Okay... T minus 4 hours before we leave for the airport. Gonna get some shut eye first. Goodnight & good morning wherever you are <3

Saturday, January 7, 2017

My first week of 2017

A little recap of my first week of 2017 so far. More like an online diary entry, so I shall warn you that it's going to get boring from here.

Sunday, 1st January 2017

Woke up sooo late after coming home around 1am the night before (we decided to catch the fireworks by the park and it was so beautiful!). Uchu, Atin, Rafie & I decided to go to Times Square to pick up Uchu's robot. Uchu has this fascination with robots and he has quite a collection back at home. He's so cute! Later in the afternoon, we decided to go to Pavilion and bring the kids out. I wasn't feeling well so we left early while the rest stayed and shopped. Slept in throughout the day hoping I'd wake up feeling better, but it didn't turn out to be that way. The pain was so intense that I had to take the prescribed painkillers. My doctor warned me that I could get addicted to painkillers and have suggested other alternatives but that day, I couldn't really think of anything else but. 

Monday, 2nd January 2017

While Uchu, Atin & the girls decided to do some last minute shopping at Kenanga, Mu'izz, Yumi, Rafie & myself opted to go to Publika and go check out what's happening there. Got myself the drink holder floats from Pink N' Proper that came in the form of donut shapes.
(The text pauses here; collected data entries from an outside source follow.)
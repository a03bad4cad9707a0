//! Session flow tests with a mock spot finder: one user + one bot message per
//! accepted submission, blank/in-flight rejection, flag cleared on both branches.

use std::sync::atomic::{AtomicUsize, Ordering};
use std::sync::{Arc, Mutex};

use anyhow::Result;
use async_trait::async_trait;
use chat_core::{Coordinates, GroundingLink, HistoryEntry, Role, GREETING};
use fishing_bot::{ChatSession, SubmitOutcome, FALLBACK_ERROR_MESSAGE};
use spot_finder::{SpotFinder, SpotReport};

/// Mock finder: optional canned reply, optional failure, records inputs.
struct MockFinder {
    reply: Option<SpotReport>,
    calls: AtomicUsize,
    last_history: Mutex<Vec<HistoryEntry>>,
    last_location: Mutex<Option<Coordinates>>,
}

impl MockFinder {
    fn answering(text: &str, links: Vec<GroundingLink>) -> Self {
        Self {
            reply: Some(SpotReport {
                text: text.to_string(),
                links,
                verified_catches: Vec::new(),
            }),
            calls: AtomicUsize::new(0),
            last_history: Mutex::new(Vec::new()),
            last_location: Mutex::new(None),
        }
    }

    fn failing() -> Self {
        Self {
            reply: None,
            calls: AtomicUsize::new(0),
            last_history: Mutex::new(Vec::new()),
            last_location: Mutex::new(None),
        }
    }
}

#[async_trait]
impl SpotFinder for MockFinder {
    async fn find_spots(
        &self,
        _prompt: &str,
        history: &[HistoryEntry],
        location: Option<Coordinates>,
    ) -> Result<SpotReport> {
        self.calls.fetch_add(1, Ordering::SeqCst);
        *self.last_history.lock().unwrap() = history.to_vec();
        *self.last_location.lock().unwrap() = location;
        match &self.reply {
            Some(report) => Ok(report.clone()),
            None => anyhow::bail!("scraper backend offline"),
        }
    }
}

#[tokio::test]
async fn accepted_submission_appends_one_user_then_one_bot_message() {
    let finder = Arc::new(MockFinder::answering("Two catches found.", Vec::new()));
    let mut session = ChatSession::new(finder.clone(), None);

    let before = session.conversation().messages().len();
    let outcome = session.submit("any trout nearby?").await;

    assert_eq!(outcome, SubmitOutcome::Answered);
    let messages = session.conversation().messages();
    assert_eq!(messages.len(), before + 2);
    assert_eq!(messages[before].role, Role::User);
    assert_eq!(messages[before].content, "any trout nearby?");
    assert_eq!(messages[before + 1].role, Role::Bot);
    assert_eq!(messages[before + 1].content, "Two catches found.");
    assert_eq!(finder.calls.load(Ordering::SeqCst), 1);
    assert!(!session.conversation().awaiting_response());
}

#[tokio::test]
async fn blank_submission_changes_nothing() {
    let finder = Arc::new(MockFinder::answering("unused", Vec::new()));
    let mut session = ChatSession::new(finder.clone(), None);

    let before = session.conversation().messages().len();
    assert_eq!(session.submit("").await, SubmitOutcome::Rejected);
    assert_eq!(session.submit("   \t ").await, SubmitOutcome::Rejected);

    assert_eq!(session.conversation().messages().len(), before);
    assert_eq!(finder.calls.load(Ordering::SeqCst), 0);
    assert!(!session.conversation().awaiting_response());
}

#[tokio::test]
async fn failure_appends_fallback_and_clears_flag() {
    let finder = Arc::new(MockFinder::failing());
    let mut session = ChatSession::new(finder, None);

    let outcome = session.submit("any bass?").await;

    assert_eq!(outcome, SubmitOutcome::Failed);
    let last = session.conversation().messages().last().unwrap();
    assert_eq!(last.role, Role::Bot);
    assert_eq!(last.content, FALLBACK_ERROR_MESSAGE);
    assert!(last.grounding_links.is_empty());
    assert!(!session.conversation().awaiting_response());
}

#[tokio::test]
async fn finder_sees_prior_history_not_the_current_prompt() {
    let finder = Arc::new(MockFinder::answering("ok", Vec::new()));
    let mut session = ChatSession::new(finder.clone(), None);

    session.submit("first question").await;
    session.submit("second question").await;

    let history = finder.last_history.lock().unwrap().clone();
    // greeting + first question + first reply; the second question travels as the prompt
    assert_eq!(history.len(), 3);
    assert_eq!(history[0].text, GREETING);
    assert_eq!(history[1].text, "first question");
    assert_eq!(history[2].text, "ok");
    assert!(history.iter().all(|h| h.text != "second question"));
}

#[tokio::test]
async fn resolved_location_is_passed_through_unchanged() {
    let finder = Arc::new(MockFinder::answering("ok", Vec::new()));
    let coords = Coordinates {
        latitude: 34.05,
        longitude: -118.25,
    };
    let mut session = ChatSession::new(finder.clone(), Some(coords));

    session.submit("anything biting?").await;

    assert_eq!(*finder.last_location.lock().unwrap(), Some(coords));
    assert_eq!(session.location(), Some(coords));
}

#[tokio::test]
async fn links_from_the_report_land_on_the_bot_message() {
    let links = vec![
        GroundingLink {
            title: "Pier 7".to_string(),
            uri: "https://maps.example/1".to_string(),
        },
        GroundingLink {
            title: "Social Catch Source".to_string(),
            uri: "https://social.example/2".to_string(),
        },
    ];
    let finder = Arc::new(MockFinder::answering("Found them.", links.clone()));
    let mut session = ChatSession::new(finder, None);

    session.submit("bass posts?").await;

    let last = session.conversation().messages().last().unwrap();
    assert_eq!(last.grounding_links, links);
}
I imagined myself having a nice warm bath while my glass of smoothie just floating around the bath tub. Aaaaaahhhhhh.. From there on, we went to Bangsar so Yumi could check out this one store to get Wafi's clothes & we settled for a McDonald's dinner right after. 

Tuesday, 3rd January 2017

Ok. Breathe. This day was the most exciting one out of all the other days of the week for me. Mu'izz, Yumi & I went to dUCk to purchase some of the alphabet dUCk collections (some for us and some for their customers) and just before we were about to have lunch, Yumi went to MAC to get something for Rash. So there I was playing around with the eyeshadows and swatching them on my wrists when Mu'izz suddenly poked my shoulder and said "Ka! Ka! Look! It's.. Look!" and there was Vivy waving at us! My eyes were so blurry that I remember squinting before I actually saw her clearly. I hilang cool okay. I ran towards her and gave her a hug. Mu'izz, who always pokes fun at me for always losing my cool around celebrities was squealing and said "OMG! Can we take a picture for with you??" HAHAHAHA. See, Mu'izz! It runs in the family. Iman was so nice to help take our photos and Vivy was so sweet when we took her time to look for nice places for our little photo session when clearly it seemed like she had somewhere else to be. THANK YOU VIVY. You made our day! Initially, we decided to get a grabcar to go back home but I think we were all just too excited that we didn't even mind walking all the way home. We stopped by Urban Decay so I could finally get my hands on the VICE lipstick in the shade Criminal, that they helped restock. It's a beautiful shade and the texture is really just as beautiful. Later that day, it was time for Uchu, Atin & the girls to leave. I was so bummed. I was already getting used to the idea of having so many people over that I felt so sunyi when everyone  left. Atleast Yumi & Mu'izz are still here.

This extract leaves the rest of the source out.